Matthew 15:17-20–Daily Scripture Reading and Meditation

Welcome to today’s Daily Scripture Reading and Meditation covering Matthew 15:17-20 wherein Jesus teaches us about the kind of clean that truly matters.

Do you not see that whatever goes into the mouth passes into the stomach and is expelled?  But what comes out of the mouth proceeds from the heart, and this defiles a person.  For out of the heart come evil thoughts, murder, adultery, sexual immorality, theft, false witness, slander.  These are what defile a person. But to eat with unwashed hands does not defile anyone.”

Just to make sure that our neighbors don’t get too jealous over a beautiful, lush, green lawn, we make sure that we keep some bare patches dispersed throughout our property.  What that means of course is that we’ve got some lovely areas of dirt that the kids are thrilled to be able to dig in.  Our 15 month old was doing such when I had my back turned the other day, so when she toddled over to me with a face covered and mouth full of top soil, I was naturally glad that we were keeping our yard in a way that prevented our neighbors from stumbling in that sin of envy.  In all seriousness though, what if I would have looked at my daughter in all her messy glory and told her that her make-up o’ sod defiled her soul.  Everyone would say that this conclusion was ridiculous for multiple reasons.  First of all, she’s one year old and has little understanding of what she has even been up to.  Secondly, we would affirm that for anyone, dirt on the face doesn’t mean sin in the heart.

But what the Pharisees and scribes of Jesus’ day were so concerned about was that, so long as all the outward stuff had the right look to it, they were good to go.  So when Jesus and His “less proper” disciples who were everything from tax collectors to smelly fishermen didn’t give their hands an extra wash before meal time, these religious leaders were a bit put off.  And in a religious culture where foods needed to be kosher in keeping with the law given to Moses, Jesus was saying things about purity that everyone would have at least tilted their heads over.  “What’s in your heart that’s flowing out as sinful words and actions?” was the question that Jesus was asking.  It’s not that Jesus was against physical cleanliness; it’s just that He urged people to understand that even those outward cleansing procedures were meant to act as a reminder of our need to be inwardly purified.
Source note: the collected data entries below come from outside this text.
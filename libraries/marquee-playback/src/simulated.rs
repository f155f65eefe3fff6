//! In-memory audio channel
//!
//! Behaves like a platform player without producing sound: a load reports
//! `is_loaded` on the next poll, playback advances with wall-clock time,
//! and the end of the media is reported once via `did_just_finish`.
//! Used by the CLI and by tests.

use crate::channel::{AudioChannel, ChannelStatus, StatusUpdate};
use crate::error::ChannelError;
use crate::session::SourceTicket;
use std::collections::{HashMap, HashSet};
use std::sync::{Arc, Mutex, PoisonError};
use std::time::Duration;

/// Default media length when no duration is registered for a URL
const DEFAULT_DURATION: Duration = Duration::from_secs(180);

/// Simulated platform audio channel
#[derive(Debug)]
pub struct SimulatedChannel {
    current: Option<SimulatedSource>,
    default_duration: Duration,
    durations: HashMap<String, Duration>,
    refused: HashSet<String>,
    failing: HashSet<String>,
    log: ChannelLog,
}

#[derive(Debug)]
struct SimulatedSource {
    ticket: SourceTicket,
    url: String,
    duration: Duration,
    position: Duration,
    playing: bool,
    load_reported: bool,
    finished: bool,
    failed: bool,
}

impl Default for SimulatedChannel {
    fn default() -> Self {
        Self::new()
    }
}

impl SimulatedChannel {
    /// Create a channel where every source lasts three minutes
    pub fn new() -> Self {
        Self {
            current: None,
            default_duration: DEFAULT_DURATION,
            durations: HashMap::new(),
            refused: HashSet::new(),
            failing: HashSet::new(),
            log: ChannelLog::default(),
        }
    }

    /// Set the length of sources without a registered duration
    #[must_use]
    pub fn with_default_duration(mut self, duration: Duration) -> Self {
        self.default_duration = duration;
        self
    }

    /// Register the length of one URL
    #[must_use]
    pub fn with_duration(mut self, url: impl Into<String>, duration: Duration) -> Self {
        self.durations.insert(url.into(), duration);
        self
    }

    /// Refuse `url` synchronously in `load`
    #[must_use]
    pub fn refusing(mut self, url: impl Into<String>) -> Self {
        self.refused.insert(url.into());
        self
    }

    /// Accept `url` but report a load error on the next poll
    #[must_use]
    pub fn failing(mut self, url: impl Into<String>) -> Self {
        self.failing.insert(url.into());
        self
    }

    /// Shared handle to the call log
    pub fn log(&self) -> ChannelLog {
        self.log.clone()
    }
}

impl AudioChannel for SimulatedChannel {
    fn load(&mut self, ticket: SourceTicket, url: &str) -> Result<(), ChannelError> {
        if self.refused.contains(url) {
            return Err(ChannelError::new(format!("unsupported source: {url}")));
        }

        self.log.record(|log| {
            if self.current.is_some() {
                log.overlapping_loads += 1;
            }
            log.loads.push(url.to_string());
        });

        let duration = self
            .durations
            .get(url)
            .copied()
            .unwrap_or(self.default_duration);

        self.current = Some(SimulatedSource {
            ticket,
            url: url.to_string(),
            duration,
            position: Duration::ZERO,
            playing: false,
            load_reported: false,
            finished: false,
            failed: false,
        });
        Ok(())
    }

    fn unload(&mut self) {
        if self.current.take().is_some() {
            self.log.record(|log| log.unloads += 1);
        }
    }

    fn play(&mut self) {
        if let Some(source) = self.current.as_mut() {
            if source.finished {
                source.position = Duration::ZERO;
                source.finished = false;
            }
            source.playing = true;
            self.log.record(|log| log.plays += 1);
        }
    }

    fn pause(&mut self) {
        if let Some(source) = self.current.as_mut() {
            source.playing = false;
        }
    }

    fn seek(&mut self, position: Duration) {
        if let Some(source) = self.current.as_mut() {
            source.position = position.min(source.duration);
            source.finished = false;
            self.log.record(|log| log.seeks.push(position));
        }
    }

    fn poll_status(&mut self, elapsed: Duration) -> Vec<StatusUpdate> {
        let Some(source) = self.current.as_mut() else {
            return Vec::new();
        };

        if source.failed {
            return Vec::new();
        }

        if self.failing.contains(&source.url) {
            source.failed = true;
            let status = ChannelStatus::failed(format!("could not decode {}", source.url));
            return vec![StatusUpdate::new(source.ticket, status)];
        }

        if !source.load_reported {
            source.load_reported = true;
            let status = ChannelStatus {
                is_playing: source.playing,
                position: source.position,
                ..ChannelStatus::loaded(source.duration)
            };
            return vec![StatusUpdate::new(source.ticket, status)];
        }

        if !source.playing {
            return Vec::new();
        }

        source.position += elapsed;
        if source.position >= source.duration {
            source.position = source.duration;
            source.playing = false;
            source.finished = true;
            return vec![StatusUpdate::new(
                source.ticket,
                ChannelStatus::finished(source.duration),
            )];
        }

        vec![StatusUpdate::new(
            source.ticket,
            ChannelStatus::playing(source.position, source.duration),
        )]
    }
}

/// Calls observed by a `SimulatedChannel`
#[derive(Debug, Clone, Default, PartialEq)]
pub struct ChannelLogSnapshot {
    /// URLs loaded, in order
    pub loads: Vec<String>,
    /// Number of unloads
    pub unloads: usize,
    /// Loads issued while another source was still loaded
    pub overlapping_loads: usize,
    /// Number of play calls on a loaded source
    pub plays: usize,
    /// Seek targets, in order
    pub seeks: Vec<Duration>,
}

/// Shared, cloneable view of a simulated channel's call log
#[derive(Debug, Clone, Default)]
pub struct ChannelLog {
    inner: Arc<Mutex<ChannelLogSnapshot>>,
}

impl ChannelLog {
    /// Copy of the current log
    pub fn snapshot(&self) -> ChannelLogSnapshot {
        self.inner
            .lock()
            .unwrap_or_else(PoisonError::into_inner)
            .clone()
    }

    fn record(&self, f: impl FnOnce(&mut ChannelLogSnapshot)) {
        let mut guard = self.inner.lock().unwrap_or_else(PoisonError::into_inner);
        f(&mut guard);
    }
}
//! Marquee - Protected Content Playback
//!
//! Platform-agnostic engine that decides whether a visitor may render a
//! playlist or slideshow and then drives playback on the one audio
//! channel the platform provides.
//!
//! This crate provides:
//! - Access gating (public, activation code, time-boxed preview)
//! - A one-second preview countdown that expires exactly once
//! - Single-owner arbitration of the audio channel across player views
//! - Playlist navigation and transport (wraparound, loop/stop policy)
//! - Slideshow autoplay with a once-per-session soundtrack
//! - Ticket-stamped status synchronization that drops stale updates
//!
//! # Architecture
//!
//! Components are plain state machines that queue `EngineEvent`s and are
//! handed the `PlaybackResource` by `&mut` on every call; nothing reaches
//! the channel through global state. `EngineRuntime` hosts them in a
//! single tokio task and is the only place where time passes or network
//! calls are awaited.
//!
//! Platform audio output is provided through the `AudioChannel` trait.
//!
//! # Example: Unprotected Playlist
//!
//! ```rust
//! use marquee_core::{ContentItem, Track};
//! use marquee_playback::{
//!     AccessState, ContentPlayer, EngineConfig, PlaybackResource, SimulatedChannel,
//! };
//! use std::sync::Arc;
//!
//! let mut resource = PlaybackResource::new(Box::new(SimulatedChannel::new()));
//! let playlist = ContentItem::playlist(
//!     "mix",
//!     "Morning Mix",
//!     vec![Track::new("t1", "Sunrise", "sunrise.mp3")],
//! );
//!
//! let mut player = ContentPlayer::new(Arc::new(playlist), EngineConfig::default());
//! assert_eq!(player.evaluate(&mut resource), AccessState::Granted);
//! assert_eq!(resource.loaded_url(), Some("sunrise.mp3"));
//! ```
//!
//! # Example: Preview Countdown
//!
//! ```rust
//! use marquee_core::{ContentItem, Slide};
//! use marquee_playback::{
//!     AccessState, ContentPlayer, EngineConfig, PlaybackResource, SimulatedChannel,
//! };
//! use std::sync::Arc;
//! use std::time::Duration;
//!
//! let mut resource = PlaybackResource::new(Box::new(SimulatedChannel::new()));
//! let show = ContentItem::slideshow("show", "Gallery", vec![Slide::new("s1", "a.png", 1)])
//!     .protected();
//!
//! let mut player = ContentPlayer::new(Arc::new(show), EngineConfig::default());
//! player.evaluate(&mut resource);
//! player.start_preview(Some(5), &mut resource).unwrap();
//!
//! player.advance_clock(Duration::from_secs(5), &mut resource);
//! assert_eq!(player.access_state(), AccessState::Expired);
//! ```

mod channel;
mod controller;
mod error;
mod events;
mod gate;
mod player;
mod resource;
pub mod runtime;
mod session;
mod simulated;
mod slideshow;
mod status;
mod timer;
pub mod types;

// Public exports
pub use channel::{AudioChannel, ChannelStatus, StatusUpdate};
pub use controller::{LoadRequest, PlaybackController, ResolutionRequest, TransportState};
pub use error::{AccessError, ChannelError, EngineError, PlaybackError, ResourceError, Result};
pub use events::{EndReason, EngineEvent};
pub use gate::{AccessGate, AccessState, ValidationTicket};
pub use player::{ContentPlayer, PlayerSnapshot, Surface};
pub use resource::PlaybackResource;
pub use runtime::{Collaborators, EngineHandle, EngineRuntime, RuntimeEvent, ViewId};
pub use session::{AccessMode, AccessSession, SessionId, SourceTicket};
pub use simulated::{ChannelLog, ChannelLogSnapshot, SimulatedChannel};
pub use slideshow::SlideshowCycler;
pub use status::{StatusSink, StatusSync, SyncOutcome};
pub use timer::{PreviewState, PreviewTimer, TimerTick};
pub use types::{CompletionPolicy, Direction, EngineConfig, SeekTarget};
I wonder how often we, without even realizing it, are far more concerned and broken up over outward stuff than we are about the inward state of ourselves and others.  We might argue that a messy house and car or life in general indicate that things are out of order on the inside too, but even when that is the case, shouldn’t we be honing in on the inner man so that more order everywhere might be achieved?  I have to be honest that there are many times when I make quick judgments about others that don’t “fit the mold” of whatever setting I’m currently in, often without concerning myself with what might be stirring around inside of them.  Like the Pharisees, I’m just asking, “Why in the world couldn’t he have just taken a shower when he got up this morning?”  Before anything else, let us test our own hearts and minister to the same of others, longing that we would all be counted pure and made clean within by the mighty healing blood of Jesus today.